Exact Sciences (EXAS 5.91%) is a testing company that aims to help detect cancer at its early stages, improving outcomes for patients. The business has been booming, with sales soaring from less than $880 million in 2019 to more than $2 billion this past year.

And there's still more growth on the horizon for the business. Here's what I expect from the company over the next five years -- and my view on whether it makes for a good investment to buy and hold today.

The business will likely keep growing

Today, a lot of Exact Sciences' business centers around its flagship product, Cologuard. It's a test that helps screen for colon and rectal cancer, and is a main source of revenue for its screening business. In Exact's most recent quarter, for the period ended June 30, screening revenue totaled $462.8 million in sales and accounted for close to three-quarters of the top line ($622.1 million). It also rose 31% year over year.
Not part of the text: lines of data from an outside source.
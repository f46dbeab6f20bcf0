//! Conversions between storage records and transport representations.

use std::collections::HashMap;

use crate::models::{
    Dish, DishDto, DishRequest, NewDish, NewRestaurant, Restaurant, RestaurantDto,
    RestaurantRequest,
};

impl From<&RestaurantRequest> for NewRestaurant {
    fn from(request: &RestaurantRequest) -> Self {
        Self {
            name: request.name.trim().to_string(),
            cuisine: request.cuisine.trim().to_string(),
            address: request.address.trim().to_string(),
        }
    }
}

impl From<&DishRequest> for NewDish {
    fn from(request: &DishRequest) -> Self {
        Self {
            name: request.name.trim().to_string(),
            description: request.description.trim().to_string(),
            price: request.price,
            image_url: request.image_url.trim().to_string(),
        }
    }
}

impl From<Dish> for DishDto {
    fn from(dish: Dish) -> Self {
        Self {
            id: dish.id,
            name: dish.name,
            description: dish.description,
            price: dish.price,
            image_url: dish.image_url,
            restaurant_id: dish.restaurant_id,
        }
    }
}

/// Builds the restaurant representation with its dishes sorted by id.
pub fn restaurant_dto(restaurant: Restaurant, mut dishes: Vec<Dish>) -> RestaurantDto {
    dishes.sort_by_key(|dish| dish.id);
    RestaurantDto {
        id: restaurant.id,
        name: restaurant.name,
        cuisine: restaurant.cuisine,
        address: restaurant.address,
        dishes: dishes.into_iter().map(DishDto::from).collect(),
    }
}

/// Attaches a batch of dishes to their restaurants, preserving restaurant order.
/// Dishes whose restaurant is not in `restaurants` are ignored.
pub fn restaurant_dtos(restaurants: Vec<Restaurant>, dishes: Vec<Dish>) -> Vec<RestaurantDto> {
    let mut by_restaurant: HashMap<i64, Vec<Dish>> = HashMap::new();
    for dish in dishes {
        by_restaurant.entry(dish.restaurant_id).or_default().push(dish);
    }

    restaurants
        .into_iter()
        .map(|restaurant| {
            let dishes = by_restaurant.remove(&restaurant.id).unwrap_or_default();
            restaurant_dto(restaurant, dishes)
        })
        .collect()
}
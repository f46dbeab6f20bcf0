/// Access Control Module Index
///
/// The security core of the service, organised leaf-first:
///
/// - `token`: issues and verifies signed bearer tokens (HS256 JWT).
/// - `identity`: the request-scoped identity derived from a token, or anonymous.
/// - `authenticator`: the per-request filter that reads the `Authorization` header.
/// - `policy`: the central rule table deciding which routes need which roles.
///
/// Every request passes through `authenticator::access_control` exactly once,
/// before route dispatch. Invalid tokens never fail a request on their own;
/// they only downgrade the caller to the anonymous identity.
pub mod authenticator;
pub mod identity;
pub mod policy;
pub mod token;

pub use authenticator::{access_control, authenticate, bearer_token};
pub use identity::{ADMIN, Identity};
pub use policy::{Decision, DenyReason, Policy};
pub use token::{AuthError, Claims, SigningKey, TokenCodec, TokenError};
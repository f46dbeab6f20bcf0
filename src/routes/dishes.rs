use crate::{AppState, handlers};
use axum::{Router, routing::get};

/// Dish Router Module
///
/// Every dish route is scoped to a restaurant: a dish id that belongs to a
/// different restaurant is reported as not found.
pub fn dish_routes() -> Router<AppState> {
    Router::new()
        .route(
            "/restaurants/{id}/dishes",
            get(handlers::list_dishes).post(handlers::create_dish),
        )
        .route(
            "/restaurants/{id}/dishes/{dish_id}",
            get(handlers::get_dish)
                .put(handlers::update_dish)
                .delete(handlers::delete_dish),
        )
}
use std::{collections::BTreeSet, convert::Infallible};

use axum::{extract::FromRequestParts, http::request::Parts};
use serde::Serialize;
use ts_rs::TS;
use utoipa::ToSchema;

/// The role required for every write on restaurants and dishes.
pub const ADMIN: &str = "ADMIN";

/// Prefix some issuers put in front of role names (`ROLE_ADMIN`).
const ROLE_PREFIX: &str = "ROLE_";

/// Identity
///
/// The request-scoped caller identity. It is computed once per request by the
/// authenticator and passed explicitly to whatever needs it; it is never stored.
///
/// An identity without a subject is anonymous and always has an empty role set.
#[derive(Debug, Clone, Default, PartialEq, Eq, Serialize, ToSchema, TS)]
#[ts(export)]
pub struct Identity {
    /// The token subject (username). `None` for anonymous callers.
    pub subject: Option<String>,
    /// Role names, normalised without any `ROLE_` prefix.
    pub roles: BTreeSet<String>,
}

impl Identity {
    /// The identity used for requests with an absent or invalid token.
    pub fn anonymous() -> Self {
        Self::default()
    }

    pub fn authenticated<I, R>(subject: impl Into<String>, roles: I) -> Self
    where
        I: IntoIterator<Item = R>,
        R: AsRef<str>,
    {
        Self {
            subject: Some(subject.into()),
            roles: roles
                .into_iter()
                .map(|role| normalize_role(role.as_ref()))
                .filter(|role| !role.is_empty())
                .collect(),
        }
    }

    pub fn is_authenticated(&self) -> bool {
        self.subject.is_some()
    }

    pub fn has_role(&self, role: &str) -> bool {
        self.roles.contains(role)
    }

    /// Subject for log lines; anonymous callers show as `-`.
    pub fn actor(&self) -> &str {
        self.subject.as_deref().unwrap_or("-")
    }
}

fn normalize_role(role: &str) -> String {
    let role = role.trim();
    role.strip_prefix(ROLE_PREFIX).unwrap_or(role).to_string()
}

/// Identity Extractor
///
/// Reads the identity that `access_control` placed in the request extensions.
/// Handlers that take an `Identity` argument therefore see exactly the identity
/// the policy was evaluated against. Falls back to anonymous if the middleware
/// is not installed (e.g. a handler mounted on a bare test router).
impl<S> FromRequestParts<S> for Identity
where
    S: Send + Sync,
{
    type Rejection = Infallible;

    async fn from_request_parts(parts: &mut Parts, _state: &S) -> Result<Self, Self::Rejection> {
        Ok(parts
            .extensions
            .get::<Identity>()
            .cloned()
            .unwrap_or_else(Identity::anonymous))
    }
}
The remaining revenue for Exact came predominantly from its precision oncology segment, which features tests that help determine which cancer treatments may be optimal for a patient. At $157.2 million in revenue, it rose at a more modest rate of 2%.

But Exact isn't running out of growth opportunities. What may be most promising for the company is if it can bring a multi-cancer early detection (MCED) test to market. Exact is working on an MCED test, even in areas where there are no recommended screening options. With early detection being key for effective cancer treatment and cancer being one of the leading causes of death in the U.S., there could be significant demand for an MCED test.
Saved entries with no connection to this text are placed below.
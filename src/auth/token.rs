use std::{fmt, sync::Arc};

use chrono::Utc;
use jsonwebtoken::{
    Algorithm, DecodingKey, EncodingKey, Header, Validation, decode, encode, errors::ErrorKind,
};
use serde::{Deserialize, Deserializer, Serialize};
use serde_json::Value;
use thiserror::Error;

use super::identity::Identity;

/// Minimum accepted length of the HMAC signing secret, in bytes (256 bits).
pub const MIN_SECRET_LEN: usize = 32;

/// Longest accepted token lifetime: one year.
pub const MAX_TTL_SECS: i64 = 365 * 24 * 60 * 60;

/// Claims
///
/// The payload carried inside every bearer token. Nothing about a token is
/// persisted server-side: signature and claims are the single source of truth.
#[derive(Debug, Clone, Serialize, Deserialize)]
pub struct Claims {
    /// Subject (sub): the username the token was issued to.
    pub sub: String,
    /// Role names granted to the subject. Parsed leniently, see `lenient_roles`.
    #[serde(default, deserialize_with = "lenient_roles")]
    pub roles: Vec<String>,
    /// Issued At (iat), seconds since the epoch.
    #[serde(default)]
    pub iat: i64,
    /// Expiration Time (exp), seconds since the epoch.
    pub exp: i64,
}

/// Reasons a presented token was not accepted.
///
/// None of these ever surfaces to a client directly: the authenticator turns
/// every one of them into the anonymous identity.
#[derive(Debug, Clone, Copy, PartialEq, Eq, Error)]
pub enum AuthError {
    #[error("token is empty")]
    Empty,
    #[error("token is malformed")]
    Malformed,
    #[error("token signature does not match")]
    BadSignature,
    #[error("token has expired")]
    Expired,
}

/// Failures while building a codec or issuing a token.
#[derive(Debug, Error)]
pub enum TokenError {
    #[error("signing secret must be at least 32 bytes, got {0}")]
    WeakKey(usize),
    #[error("token ttl must be between 1 and 31536000 seconds, got {0}s")]
    InvalidTtl(i64),
    #[error("token expiry overflows for issue time {0}")]
    ExpiryOverflow(i64),
    #[error("failed to encode token: {0}")]
    Encode(#[from] jsonwebtoken::errors::Error),
}

/// SigningKey
///
/// The server-side HMAC secret. Construction enforces the minimum length so a
/// weak key aborts startup instead of weakening every request.
#[derive(Clone)]
pub struct SigningKey(Arc<[u8]>);

impl SigningKey {
    pub fn new(secret: impl AsRef<[u8]>) -> Result<Self, TokenError> {
        let secret = secret.as_ref();
        if secret.len() < MIN_SECRET_LEN {
            return Err(TokenError::WeakKey(secret.len()));
        }
        Ok(Self(Arc::from(secret)))
    }
}

impl fmt::Debug for SigningKey {
    fn fmt(&self, f: &mut fmt::Formatter<'_>) -> fmt::Result {
        write!(f, "SigningKey([REDACTED])")
    }
}

/// TokenCodec
///
/// Issues and verifies compact HS256 tokens. Immutable once built, so a single
/// instance is shared by every request task without locking.
#[derive(Clone)]
pub struct TokenCodec {
    encoding: EncodingKey,
    decoding: DecodingKey,
    validation: Validation,
    ttl_secs: i64,
}

impl fmt::Debug for TokenCodec {
    fn fmt(&self, f: &mut fmt::Formatter<'_>) -> fmt::Result {
        f.debug_struct("TokenCodec")
            .field("algorithm", &Algorithm::HS256)
            .field("ttl_secs", &self.ttl_secs)
            .finish_non_exhaustive()
    }
}

impl TokenCodec {
    pub fn new(key: &SigningKey, ttl_secs: i64) -> Result<Self, TokenError> {
        if !(1..=MAX_TTL_SECS).contains(&ttl_secs) {
            return Err(TokenError::InvalidTtl(ttl_secs));
        }

        let mut validation = Validation::new(Algorithm::HS256);
        // Expiry is compared against an explicit `now` in `verify_at`.
        validation.validate_exp = false;
        validation.leeway = 0;
        validation.set_required_spec_claims(&["exp", "sub"]);

        Ok(Self {
            encoding: EncodingKey::from_secret(&key.0),
            decoding: DecodingKey::from_secret(&key.0),
            validation,
            ttl_secs,
        })
    }

    pub fn ttl_secs(&self) -> i64 {
        self.ttl_secs
    }

    /// Issues a token for `subject` valid for the configured ttl from now.
    pub fn issue<I, R>(&self, subject: &str, roles: I) -> Result<String, TokenError>
    where
        I: IntoIterator<Item = R>,
        R: Into<String>,
    {
        self.issue_at(subject, roles, Utc::now().timestamp())
    }

    pub fn issue_at<I, R>(&self, subject: &str, roles: I, now: i64) -> Result<String, TokenError>
    where
        I: IntoIterator<Item = R>,
        R: Into<String>,
    {
        let exp = now
            .checked_add(self.ttl_secs)
            .ok_or(TokenError::ExpiryOverflow(now))?;
        let claims = Claims {
            sub: subject.to_string(),
            roles: roles.into_iter().map(Into::into).collect(),
            iat: now,
            exp,
        };
        Ok(encode(&Header::new(Algorithm::HS256), &claims, &self.encoding)?)
    }

    /// Verifies a token against the wall clock.
    pub fn verify(&self, token: &str) -> Result<Identity, AuthError> {
        self.verify_at(token, Utc::now().timestamp())
    }

    /// Verifies structure, signature and expiry, then derives the identity.
    ///
    /// A token is expired once `now >= exp`.
    pub fn verify_at(&self, token: &str, now: i64) -> Result<Identity, AuthError> {
        let token = token.trim();
        if token.is_empty() {
            return Err(AuthError::Empty);
        }

        let data = decode::<Claims>(token, &self.decoding, &self.validation).map_err(|e| {
            match e.kind() {
                ErrorKind::InvalidSignature => AuthError::BadSignature,
                ErrorKind::ExpiredSignature => AuthError::Expired,
                _ => AuthError::Malformed,
            }
        })?;

        let claims = data.claims;
        if claims.exp <= now {
            return Err(AuthError::Expired);
        }
        if claims.sub.trim().is_empty() {
            return Err(AuthError::Malformed);
        }

        Ok(Identity::authenticated(claims.sub, claims.roles))
    }
}

/// Accepts any JSON shape for the `roles` claim. Anything other than an array
/// yields no roles, and non-string members are dropped: a bad role claim costs
/// the caller privileges, never authentication.
fn lenient_roles<'de, D>(deserializer: D) -> Result<Vec<String>, D::Error>
where
    D: Deserializer<'de>,
{
    let value = Value::deserialize(deserializer)?;
    Ok(match value {
        Value::Array(items) => items
            .into_iter()
            .filter_map(|item| match item {
                Value::String(role) => Some(role),
                _ => None,
            })
            .collect(),
        other => {
            tracing::warn!(roles = %other, "roles claim is not a list, treating as empty");
            Vec::new()
        }
    })
}

#[cfg(test)]
mod tests {
    use super::*;
    use crate::auth::identity::ADMIN;

    const SECRET: &str = "unit-test-secret-that-is-long-enough-0123";
    const NOW: i64 = 1_700_000_000;

    fn codec() -> TokenCodec {
        TokenCodec::new(&SigningKey::new(SECRET).unwrap(), 3600).unwrap()
    }

    fn sign_raw(payload: serde_json::Value, secret: &str) -> String {
        encode(
            &Header::new(Algorithm::HS256),
            &payload,
            &EncodingKey::from_secret(secret.as_bytes()),
        )
        .unwrap()
    }

    #[test]
    fn issued_token_verifies_back_to_identity() {
        let codec = codec();
        let token = codec.issue_at("alice", [ADMIN], NOW).unwrap();

        let identity = codec.verify_at(&token, NOW + 10).unwrap();
        assert_eq!(identity, Identity::authenticated("alice", [ADMIN]));
    }

    #[test]
    fn wall_clock_round_trip() {
        let codec = codec();
        let token = codec.issue("bob", Vec::<String>::new()).unwrap();
        let identity = codec.verify(&token).unwrap();
        assert_eq!(identity.subject.as_deref(), Some("bob"));
        assert!(identity.roles.is_empty());
    }

    #[test]
    fn short_secret_is_rejected() {
        let err = SigningKey::new("too-short").unwrap_err();
        assert!(matches!(err, TokenError::WeakKey(9)));
        assert!(SigningKey::new("x".repeat(MIN_SECRET_LEN)).is_ok());
    }

    #[test]
    fn non_positive_ttl_is_rejected() {
        let key = SigningKey::new(SECRET).unwrap();
        assert!(matches!(
            TokenCodec::new(&key, 0),
            Err(TokenError::InvalidTtl(0))
        ));
    }

    #[test]
    fn ttl_above_one_year_is_rejected() {
        let key = SigningKey::new(SECRET).unwrap();
        assert!(TokenCodec::new(&key, MAX_TTL_SECS).is_ok());
        assert!(matches!(
            TokenCodec::new(&key, MAX_TTL_SECS + 1),
            Err(TokenError::InvalidTtl(_))
        ));
        assert!(matches!(
            TokenCodec::new(&key, i64::MAX),
            Err(TokenError::InvalidTtl(i64::MAX))
        ));
    }

    #[test]
    fn overflowing_expiry_is_an_error() {
        let codec = codec();
        let now = i64::MAX - 10;
        assert!(matches!(
            codec.issue_at("alice", [ADMIN], now),
            Err(TokenError::ExpiryOverflow(n)) if n == now
        ));
    }

    #[test]
    fn signing_key_debug_is_redacted() {
        let key = SigningKey::new(SECRET).unwrap();
        assert!(!format!("{key:?}").contains(SECRET));
    }

    #[test]
    fn empty_token() {
        assert_eq!(codec().verify_at("", NOW), Err(AuthError::Empty));
        assert_eq!(codec().verify_at("   ", NOW), Err(AuthError::Empty));
    }

    #[test]
    fn garbage_is_malformed() {
        assert_eq!(codec().verify_at("not-a-token", NOW), Err(AuthError::Malformed));
        assert_eq!(codec().verify_at("a.b.c", NOW), Err(AuthError::Malformed));
    }

    #[test]
    fn token_signed_with_other_key_has_bad_signature() {
        let other = TokenCodec::new(
            &SigningKey::new("another-secret-which-is-also-long-enough").unwrap(),
            3600,
        )
        .unwrap();
        let token = other.issue_at("alice", [ADMIN], NOW).unwrap();
        assert_eq!(codec().verify_at(&token, NOW), Err(AuthError::BadSignature));
    }

    #[test]
    fn expiry_boundary() {
        let codec = codec();
        let token = codec.issue_at("alice", [ADMIN], NOW).unwrap();
        assert!(codec.verify_at(&token, NOW + 3599).is_ok());
        assert_eq!(codec.verify_at(&token, NOW + 3600), Err(AuthError::Expired));
        assert_eq!(codec.verify_at(&token, NOW + 99_999), Err(AuthError::Expired));
    }

    #[test]
    fn missing_exp_is_malformed() {
        let token = sign_raw(serde_json::json!({ "sub": "alice", "roles": [ADMIN] }), SECRET);
        assert_eq!(codec().verify_at(&token, NOW), Err(AuthError::Malformed));
    }

    #[test]
    fn missing_roles_claim_means_no_roles() {
        let token = sign_raw(serde_json::json!({ "sub": "alice", "exp": NOW + 60 }), SECRET);
        let identity = codec().verify_at(&token, NOW).unwrap();
        assert!(identity.is_authenticated());
        assert!(identity.roles.is_empty());
    }

    #[test]
    fn malformed_roles_claim_means_no_roles() {
        let token = sign_raw(
            serde_json::json!({ "sub": "alice", "roles": "ADMIN", "exp": NOW + 60 }),
            SECRET,
        );
        let identity = codec().verify_at(&token, NOW).unwrap();
        assert_eq!(identity.subject.as_deref(), Some("alice"));
        assert!(!identity.has_role(ADMIN));
    }

    #[test]
    fn non_string_roles_are_dropped() {
        let token = sign_raw(
            serde_json::json!({ "sub": "alice", "roles": [1, "ROLE_ADMIN", null], "exp": NOW + 60 }),
            SECRET,
        );
        let identity = codec().verify_at(&token, NOW).unwrap();
        assert_eq!(identity.roles.len(), 1);
        assert!(identity.has_role(ADMIN));
    }
}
It may be a bit optimistic to expect that Exact will bring one to market within the next five years, but it's something investors should keep an eye on nonetheless as progress on that front could make the stock a hot buy.

However, it wouldn't be surprising to see the company develop more tests in the meantime, or simply grow its market share. In addition to Cologuard, Exact has an Oncotype DX test for breast cancer, which aims to predict the likelihood that the cancer will spread to other parts of the body. According to the company, it's now the standard of care, and is used in treatment guidelines.
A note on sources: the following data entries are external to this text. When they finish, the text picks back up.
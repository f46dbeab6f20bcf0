use restaurant_service::{
    AppConfig, AppState, MemoryRepository, auth::ADMIN, create_router,
    repository::RepositoryState,
};
use serde_json::{Value, json};
use std::sync::Arc;
use tokio::net::TcpListener;

#[derive(Debug)]
pub struct TestApp {
    pub address: String,
    pub admin_token: String,
}

async fn spawn_app() -> TestApp {
    let repo = Arc::new(MemoryRepository::new()) as RepositoryState;
    let state = AppState::new(repo, AppConfig::default()).expect("Failed to build state");
    let admin_token = state
        .codec
        .issue("admin", [ADMIN])
        .expect("Failed to issue admin token");
    let router = create_router(state);

    let listener = TcpListener::bind("127.0.0.1:0")
        .await
        .expect("Failed to bind port");
    let port = listener.local_addr().unwrap().port();
    let address = format!("http://127.0.0.1:{}", port);

    tokio::spawn(async move {
        axum::serve(listener, router).await.unwrap();
    });

    TestApp {
        address,
        admin_token,
    }
}

#[tokio::test]
async fn test_health_check() {
    let app = spawn_app().await;
    let client = reqwest::Client::new();
    let response = client
        .get(&format!("{}/health", app.address))
        .send()
        .await
        .expect("req fail");

    assert!(response.status().is_success());
    assert!(response.headers().contains_key("x-request-id"));
    assert_eq!(response.text().await.unwrap(), "ok");
}

#[tokio::test]
async fn test_restaurant_lifecycle() {
    let app = spawn_app().await;
    let client = reqwest::Client::new();

    // Create
    let created: Value = client
        .post(&format!("{}/restaurants", app.address))
        .bearer_auth(&app.admin_token)
        .json(&json!({ "name": "Luigi's", "cuisine": "Italian", "address": "1 Main St" }))
        .send()
        .await
        .expect("create fail")
        .error_for_status()
        .expect("create status")
        .json()
        .await
        .unwrap();
    let id = created["id"].as_i64().unwrap();

    // Add a dish
    let res = client
        .post(&format!("{}/restaurants/{}/dishes", app.address, id))
        .bearer_auth(&app.admin_token)
        .json(&json!({
            "name": "Lasagne",
            "description": "Layered pasta",
            "price": 1250,
            "imageUrl": "https://img.example/lasagne.png"
        }))
        .send()
        .await
        .unwrap();
    assert_eq!(res.status(), 201);
    let dish: Value = res.json().await.unwrap();
    let dish_id = dish["id"].as_i64().unwrap();

    // Update the dish
    let res = client
        .put(&format!("{}/restaurants/{}/dishes/{}", app.address, id, dish_id))
        .bearer_auth(&app.admin_token)
        .json(&json!({
            "name": "Lasagne",
            "description": "Layered pasta, extra cheese",
            "price": 1350,
            "imageUrl": "https://img.example/lasagne.png"
        }))
        .send()
        .await
        .unwrap();
    assert_eq!(res.status(), 200);

    // Read back anonymously
    let restaurant: Value = client
        .get(&format!("{}/restaurants/{}", app.address, id))
        .send()
        .await
        .unwrap()
        .json()
        .await
        .unwrap();
    assert_eq!(restaurant["dishes"][0]["price"], 1350);

    // Rename
    let res = client
        .put(&format!("{}/restaurants/{}", app.address, id))
        .bearer_auth(&app.admin_token)
        .json(&json!({ "name": "Luigi's Trattoria", "cuisine": "Italian", "address": "1 Main St" }))
        .send()
        .await
        .unwrap();
    assert_eq!(res.status(), 200);
    let renamed: Value = res.json().await.unwrap();
    assert_eq!(renamed["name"], "Luigi's Trattoria");

    // Delete the dish, then the restaurant
    let res = client
        .delete(&format!("{}/restaurants/{}/dishes/{}", app.address, id, dish_id))
        .bearer_auth(&app.admin_token)
        .send()
        .await
        .unwrap();
    assert_eq!(res.status(), 204);

    let res = client
        .delete(&format!("{}/restaurants/{}", app.address, id))
        .bearer_auth(&app.admin_token)
        .send()
        .await
        .unwrap();
    assert_eq!(res.status(), 204);

    let res = client
        .get(&format!("{}/restaurants/{}", app.address, id))
        .send()
        .await
        .unwrap();
    assert_eq!(res.status(), 404);
}

#[tokio::test]
async fn test_write_without_token_is_rejected() {
    let app = spawn_app().await;
    let client = reqwest::Client::new();

    let res = client
        .delete(&format!("{}/restaurants/1", app.address))
        .send()
        .await
        .unwrap();
    assert_eq!(res.status(), 403);

    let body: Value = res.json().await.unwrap();
    assert_eq!(body["error"], "FORBIDDEN");
}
Through more testing and greater use of its existing tests, Exact could continue to generate significant revenue growth. One of the problems over the years is that the company's impressive growth rate has slowed significantly in recent periods.

EXAS Revenue (Quarterly YoY Growth) Chart

EXAS Revenue (Quarterly YoY Growth) data by YCharts

A high growth rate is difficult to sustain, but as Exact develops more tests, it could improve in the future. However, simply maintaining a growth rate of around 20% could be enough to attract growth investors.

Will the company become profitable?

Perhaps the biggest question for investors is whether Exact will get anywhere near breakeven. A challenge for a growing business is that it often needs to spend more to develop its business, and the testing company is no exception.

Exact has struggled with staying out of the red, and that's unfortunately something I don't expect will change unless the company achieves significant revenue growth or slashes expenses. But with selling, general and administrative expenses totaling $414.5 million last quarter and accounting for more than two-thirds of revenue, it won't be an easy task.

EXAS Net Income (Quarterly) Chart

EXAS Net Income (Quarterly) data by YCharts

The company is also spending heavily on research and development, with those costs adding another $104.1 million in expense during the period. Even though Exact has come close to breakeven in the past, spending could increase as the company invests more into its operations. For a growth-oriented business, investors shouldn't be surprised if Exact remains unprofitable for a while longer.

Should you buy Exact Sciences stock?

Exact Sciences has been a hot buy this year, rising 72% thus far. But as with many growth stocks, investors need to expect volatility. In 2022, when investors appeared to be hesitant to invest in unprofitable businesses amid macroeconomic concerns, shares of Exact fell by 36%.

Given that the business remains unprofitable and that it may stay that way for the foreseeable future, investors should brace for and expect volatility. There is a lot of promise and potential about Exact's business model given the need to treat cancer early. But it may take years before the business becomes profitable on a consistent basis.

If you're willing to take on the uncertainty and are OK with volatility, Exact Sciences could make for a good long-term investment. At a market capitalization of $15 billion, there's also the potential that a larger healthcare company ends up acquiring it given the long-term opportunities that the business possesses.